166 F. 463 (S.D.Ga 1908)

VON EBERSTEIN

v.

CHAMBLISS.

United States Circuit Court, S.D. Georgia, Eastern Division.

December 23, 1908

A. L. Alexander and Walter G. Charlton, for complainant.

William L. Clay, for defendant.

SPEER, District Judge.

Frederick A. Von Eberstein brings his bill in equity to enjoin J. R. Chambliss from alleged infringements of patent rights granted to the complainant in 'certain new and useful improvements in pile drivers. ' On November 18, 1902, an application for the patent in question was filed in Washington with the Commissioner of Patents, and letters patent in due course were issued. Reference

Page 464

to the specification and claims made in the letters patent discloses the alleged novel features, which are claimed by Von Eberstein and which are essential to the validity of his patent. The language of the specification is as follows:

'This invention relates to machines for driving piles, being particularly adapted for use in the construction of railroads in low, marshy, and soft land, the construction obviating the necessity of shifting the machine laterally to drive the usual number of piles transversely of the road, and at the same time admitting of the center piles being driven perpendicularly and the end piles oppositely inclined, so as to mutually brace each other when the header is in place and secured thereto. The machine will also admit of driving piles perpendicularly, whether going up or down grade. In accordance with this invention the guides may be moved laterally or swung from side to side or forward and rearward, according as the pile is to be driven vertically or inclined to meet any requirement.'

The bill sets forth that since the issuance of letters patent the complainant has been the sole owner of his improved pile drivers. Of these he claims to have used and sold a number, and to have the sole rights therein. The defendant, notwithstanding, is alleged to have proceeded to use and--

'is now engaged in using pile drivers containing and embracing the invention described and patented, and the sole and intended use of which is to practice the process described and patented in and by the said letters patent, * * * and the claims thereof, * * * is now infringing upon the exclusive rights secured to your orator by said claims, * * * and is preparing to erect and use and will shortly have in operation other pile drivers, which will likewise infringe upon and cause additional damage to your orator.'

Asserting that irreparable damage will result from the threatened continued use of the said pile drivers, the complainant prays provisional and permanent injunctions against the defendant and his agents from using or selling the machines or invention patented, and further seeks an accounting for all profits and damages resulting from the alleged unlawful use and practice of the invention. Rule nisi was granted upon these prayers, and a bond of $5,000 was required of the defendant as a condition for the withholding of the injunction. Upon the filing of answers and amendments by the defendant, the cause proceeded regularly before an examiner, and voluminous testimony was taken. Much of this is descriptive of the intricate mechanical parts of all types of pile drivers now extant. The court has been assisted by the able arguments and elaborate briefs of counsel in reaching an understanding and conclusion upon the mass of expert evidence offered by both sides.

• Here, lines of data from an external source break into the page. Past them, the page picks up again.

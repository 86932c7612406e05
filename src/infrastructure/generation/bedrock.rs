//! AWS Bedrock answer generator implementation

use std::pin::Pin;

use async_trait::async_trait;
use futures::{Stream, StreamExt, stream};
use serde::{Deserialize, Serialize};

use crate::domain::chat::{Message, MessageRole};
use crate::domain::error::DomainError;
use crate::domain::generation::{AnswerGenerator, FragmentStream, GenerationParams};

/// Stream of raw event payloads from the model endpoint
pub type ChunkStream = Pin<Box<dyn Stream<Item = Result<Vec<u8>, DomainError>> + Send>>;

/// AWS Bedrock runtime client trait for dependency injection
#[async_trait]
pub trait BedrockRuntimeClient: Send + Sync + std::fmt::Debug {
    async fn invoke_model(&self, model_id: &str, body: Vec<u8>) -> Result<Vec<u8>, DomainError>;

    async fn invoke_model_stream(
        &self,
        model_id: &str,
        body: Vec<u8>,
    ) -> Result<ChunkStream, DomainError>;
}

/// Answer generator backed by the Bedrock runtime
#[derive(Debug)]
pub struct BedrockGenerator<C: BedrockRuntimeClient> {
    client: C,
    params: GenerationParams,
}

impl<C: BedrockRuntimeClient> BedrockGenerator<C> {
    pub fn new(client: C, params: GenerationParams) -> Self {
        Self { client, params }
    }

    fn build_request(&self, messages: &[Message]) -> serde_json::Value {
        let (system, messages) = split_system_messages(messages);

        let anthropic_messages: Vec<AnthropicMessage> =
            messages.iter().map(|m| AnthropicMessage::from_domain(m)).collect();

        let mut body = serde_json::json!({
            "anthropic_version": "bedrock-2023-05-31",
            "messages": anthropic_messages,
            "max_tokens": self.params.max_tokens,
            "temperature": self.params.temperature,
            "top_p": self.params.top_p,
            "top_k": self.params.top_k,
            "stop_sequences": self.params.stop_sequences,
        });

        if let Some(system_content) = system {
            body["system"] = serde_json::json!(system_content);
        }

        body
    }

    fn serialize_request(&self, messages: &[Message]) -> Result<Vec<u8>, DomainError> {
        serde_json::to_vec(&self.build_request(messages)).map_err(|e| {
            DomainError::generation(format!("Failed to serialize request: {}", e))
        })
    }

    fn parse_response(&self, bytes: &[u8]) -> Result<String, DomainError> {
        let response: AnthropicResponse = serde_json::from_slice(bytes).map_err(|e| {
            DomainError::malformed_response(format!("Failed to parse response: {}", e))
        })?;

        let content = response
            .content
            .into_iter()
            .filter_map(|block| {
                if block.content_type == "text" {
                    block.text
                } else {
                    None
                }
            })
            .collect::<Vec<_>>()
            .join("");

        Ok(content)
    }
}

#[async_trait]
impl<C: BedrockRuntimeClient> AnswerGenerator for BedrockGenerator<C> {
    async fn generate(&self, messages: &[Message]) -> Result<String, DomainError> {
        let body = self.serialize_request(messages)?;
        let response_bytes = self.client.invoke_model(&self.params.model_id, body).await?;

        self.parse_response(&response_bytes)
    }

    async fn generate_stream(&self, messages: &[Message]) -> Result<FragmentStream, DomainError> {
        let body = self.serialize_request(messages)?;
        let chunks = self
            .client
            .invoke_model_stream(&self.params.model_id, body)
            .await?;

        // Non-text events (message_start, content_block_stop, ...) are dropped
        let fragments = chunks.filter_map(|chunk| async move {
            match chunk {
                Ok(bytes) => parse_stream_chunk(&bytes).transpose(),
                Err(e) => Some(Err(e)),
            }
        });

        Ok(Box::pin(fragments))
    }
}

/// Extracts the text fragment from one streamed event payload, if it has one
fn parse_stream_chunk(bytes: &[u8]) -> Result<Option<String>, DomainError> {
    let event: AnthropicStreamEvent = serde_json::from_slice(bytes).map_err(|e| {
        DomainError::malformed_response(format!("Failed to parse stream chunk: {}", e))
    })?;

    if event.event_type != "content_block_delta" {
        return Ok(None);
    }

    let text = event
        .delta
        .filter(|d| d.delta_type == "text_delta")
        .and_then(|d| d.text);

    Ok(text)
}

fn split_system_messages(messages: &[Message]) -> (Option<String>, Vec<&Message>) {
    let mut system_content = String::new();
    let mut other_messages = Vec::new();

    for msg in messages {
        if msg.role == MessageRole::System {
            if !system_content.is_empty() {
                system_content.push('\n');
            }

            system_content.push_str(&msg.content);
        } else {
            other_messages.push(msg);
        }
    }

    let system = if system_content.is_empty() {
        None
    } else {
        Some(system_content)
    };

    (system, other_messages)
}

// Anthropic messages API types

#[derive(Debug, Serialize)]
struct AnthropicMessage {
    role: String,
    content: String,
}

impl AnthropicMessage {
    fn from_domain(message: &Message) -> Self {
        let role = match message.role {
            MessageRole::User => "user",
            MessageRole::Assistant => "assistant",
            MessageRole::System => "user",
        };

        Self {
            role: role.to_string(),
            content: message.content.clone(),
        }
    }
}

#[derive(Debug, Deserialize)]
struct AnthropicResponse {
    content: Vec<ContentBlock>,
}

#[derive(Debug, Deserialize)]
struct ContentBlock {
    #[serde(rename = "type")]
    content_type: String,
    text: Option<String>,
}

#[derive(Debug, Deserialize)]
struct AnthropicStreamEvent {
    #[serde(rename = "type")]
    event_type: String,
    delta: Option<StreamDelta>,
}

#[derive(Debug, Deserialize)]
struct StreamDelta {
    #[serde(rename = "type")]
    delta_type: String,
    text: Option<String>,
}

/// Real AWS Bedrock runtime client
#[derive(Debug, Clone)]
pub struct BedrockClient {
    client: aws_sdk_bedrockruntime::Client,
}

impl BedrockClient {
    pub fn new(config: &aws_config::SdkConfig) -> Self {
        let client = aws_sdk_bedrockruntime::Client::new(config);
        Self { client }
    }
}

#[async_trait]
impl BedrockRuntimeClient for BedrockClient {
    async fn invoke_model(&self, model_id: &str, body: Vec<u8>) -> Result<Vec<u8>, DomainError> {
        let blob = aws_sdk_bedrockruntime::primitives::Blob::new(body);

        let response = self
            .client
            .invoke_model()
            .model_id(model_id)
            .body(blob)
            .content_type("application/json")
            .send()
            .await
            .map_err(|e| DomainError::generation(format!("Bedrock API error: {}", e)))?;

        Ok(response.body.into_inner())
    }

    async fn invoke_model_stream(
        &self,
        model_id: &str,
        body: Vec<u8>,
    ) -> Result<ChunkStream, DomainError> {
        use aws_sdk_bedrockruntime::types::ResponseStream;

        let blob = aws_sdk_bedrockruntime::primitives::Blob::new(body);

        let response = self
            .client
            .invoke_model_with_response_stream()
            .model_id(model_id)
            .body(blob)
            .content_type("application/json")
            .send()
            .await
            .map_err(|e| DomainError::generation(format!("Bedrock API error: {}", e)))?;

        let chunks = stream::unfold(response.body, |mut receiver| async move {
            loop {
                match receiver.recv().await {
                    Ok(Some(ResponseStream::Chunk(part))) => {
                        if let Some(bytes) = part.bytes {
                            return Some((Ok(bytes.into_inner()), receiver));
                        }
                        // chunk without a payload, keep reading
                    }
                    Ok(Some(_)) => {
                        // unknown event variant, skip it
                    }
                    Ok(None) => return None,
                    Err(e) => {
                        return Some((
                            Err(DomainError::generation(format!(
                                "Bedrock stream error: {}",
                                e
                            ))),
                            receiver,
                        ));
                    }
                }
            }
        });

        Ok(Box::pin(chunks))
    }
}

The answer of the defendant makes denial (1) that Von Eberstein is the original and first inventor of the contrivance before the court; and (2) that it was a new and useful invention not known or used by others, or in public use in the United States for more than two years. In this connection he claims that the driver which is the subject of complaint has been used by him since 1899, and, with the exception of certain minor changes, has been so used for more than 15 years. He further states the times, places, and purposes of various other pile-driving machines containing Von Eberstein's devices, which were in use for more than two years before application for patent was made.

Page 465

Having described the invention, the three claims of novelty which are made by the patentee, and upon which the validity and extent of his rights are based, are stated in the following language:

'(1) In a pile driver, a derrick provided at its upper end with a transverse track, a trolley wheel mounted upon said track and adapted to travel and to rock thereon, guides connected at their upper end with said trolley wheel and movable therewith and having an independent sidewise swinging movement, and means for securing the guides in an adjusted position, substantially as described.

'(2) In a pile driver and in combination with the derrick provided with a track, and guides, a single trolley wheel for supporting the guides upon the track, a frame connected to the upper portion of the guides and spaced therefrom, and a pin for the trolley wheel supported at its ends by said frame, and a crosspiece connecting said guides, substantially as described.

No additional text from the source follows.